Three Easy Ways to Build Your Happiness Muscles

Happiness isn’t a ‘blessing’ reserved for ‘the lucky few’, but a universal right we can ALL achieve through active choice and practice.

Since time began, we humans have pursued happiness as if it were a big mystery to be solved. If we search the internet on the subject, we’ll find endless quotes, books, webinars and an entire array of paraphernalia to help us live happier lives. In 2011, even the United Nations jumped on the bandwagon and held its first high-level “Happiness and Well-Being” meeting, with the first World Happiness Report being published the following year, and the first International Day of Happiness being observed on 20th March 2013.

Whilst such initiatives are admirable, I believe that we can ALL achieve happiness without the need for any macro-level initiatives or specialist knowledge. Happiness isn’t a ‘blessing’ reserved for ‘the lucky few’, but a universal right that we can attain simply through active choice and practice; being happy is a skill that we can develop like any other soft-skill, and below are my top three tips to build and strengthen our ‘happiness muscles’:

1) Actively choose happiness daily

Happiness is ultimately a personal choice, nothing more or less; it is a decision that we need to proactively refresh daily. To be happy, we simply need to open ourselves up to this possibility — if we are determined to feel miserable, no amount of love, success, wealth, health or other will ever satisfy us. We can only be happy if we decide to allow ourselves to be.

“But who deliberately chooses unhappiness?” some ask.

Many of us subconsciously do, actually. By allowing our negative mind chatter to have more ‘air time’ than our positive thoughts, we unwittingly choose unhappiness instead of happiness; as the adage goes, what we focus on multiplies. For example, by retelling ourselves over and over again what a pain our daily commute to and from work is or how rude our fellow commuters are, we further increase our sensitivity to this and so amplify our frustration, creating a vicious cycle.

If, instead, we recognised the tremendous power we hold by being able to choose our thoughts, our experience could be very different. In the previous example, we could choose to look at our commuting time as an opportunity to read/listen to a personal development book, for example, or to meet other commuters’ initial façades of ‘rudeness’ with a gentle smile, which may encourage them to behave differently and to even reciprocate with a smile of their own (probably to our surprise!).

In short, we hold the keys to our happiness within us, based on how we choose to perceive and react to external issues. Practice choosing to reframe situations to highlight the hidden opportunities within them, rather than commiserate about their challenges.

2) Make gratitude your ‘default setting’

A consistent ‘attitude of gratitude’ has been scientifically proven to improve physical health, reduce stress and toxic emotions, enhance empathy, bolster self-esteem and improve social connections, among other benefits; in essence, gratitude underpins happiness.

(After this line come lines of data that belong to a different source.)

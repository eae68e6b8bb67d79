//! Reusable OpenAPI response types for handler annotations.

use super::ErrorResponse;
#[allow(unused_imports)]
use serde_json::json;
use utoipa::ToResponse;

#[derive(ToResponse)]
#[response(
    description = "Internal Server Error",
    content_type = "application/json",
    example = json!({"detail": "Database error occurred"})
)]
pub struct InternalServerErrorResponse(pub ErrorResponse);

#[derive(ToResponse)]
#[response(
    description = "Unprocessable Entity - field validation failed",
    content_type = "application/json",
    example = json!({
        "detail": [{
            "loc": ["body", "quantity"],
            "msg": "ensure this value is greater than or equal to 0",
            "type": "value_error.range"
        }]
    })
)]
pub struct ValidationErrorResponse(pub ErrorResponse);

#[derive(ToResponse)]
#[response(
    description = "Unprocessable Entity - invalid UUID",
    content_type = "application/json",
    example = json!({"detail": "Invalid UUID: not-a-uuid"})
)]
pub struct InvalidUuidResponse(pub ErrorResponse);

#[derive(ToResponse)]
#[response(
    description = "Resource not found",
    content_type = "application/json",
    example = json!({"detail": "Not Found"})
)]
pub struct NotFoundResponse(pub ErrorResponse);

We all have so much to be grateful for, yet in the hustle and bustle of daily life, we can often take much of our blessings for granted. I recommend writing a gratitude journal on a daily basis for 3–4 weeks to capture the many sources of happiness we have in our life. Practising any activity for a minimum of 21–30 consecutive days can help set it as an ongoing habit that requires little or no effort going forward, thus this is a great way to develop a gratitude mindset.

Aim to write what you’re grateful for at the same time each day for consistency e.g. last thing at night before turning in or first thing in the morning about the previous day. Write at least three things that you’re grateful for each day when first starting out, and soon more and more will flow as you get into the swing of it. Don’t overthink but be guided by your heart — yes, that yummy, warm mug of hot chocolate you had to keep warm on a cold day is something to be grateful for — don’t overlook such simple pleasures! The more details you can give, the better. For example, instead of only writing “I’m grateful for the fun day I had today”, write “I’m grateful for the fun day I had today with my friend Mary. We chatted about the memories we had of working together over lunch at my place. I cooked my signature pasta dish and we had a great laugh!”.

3) Give generously

Be generous on every level, not just with your money and material belongings, but with your heart and time. We don’t live in a vacuum but are connected with those around us, and they in turn, with those around them; in short, we are ALL connected. When we give to others, we’re ultimately giving back to ourselves and studies confirm that those who regularly give enjoy higher happiness levels than those who don’t.

Giving can start from simply smiling when interacting with others — there is no telling how much that can impact another’s day and the knock-on effect that this in turn can have. Other non-monetary ways to give may include:

  • Freeing up time to listen and be present for others who may need our emotional support.
  • Helping others through our skills; for example, helping organise their financial affairs.
  • Giving items that no longer serve us or bring us joy to charity. In fact the act of decluttering itself will give us an emotional boost as we clear our physical space of any excess (this is one of my own favourite activities!).
  • Volunteering for a charity whose cause resonates with us.

Don’t postpone being as happy as you can be another day! Don’t wait until you lose that extra weight you’ve been meaning to lose or until you get that new job you’re applying for; every single day is precious, so decide to maximise your happiness NOW!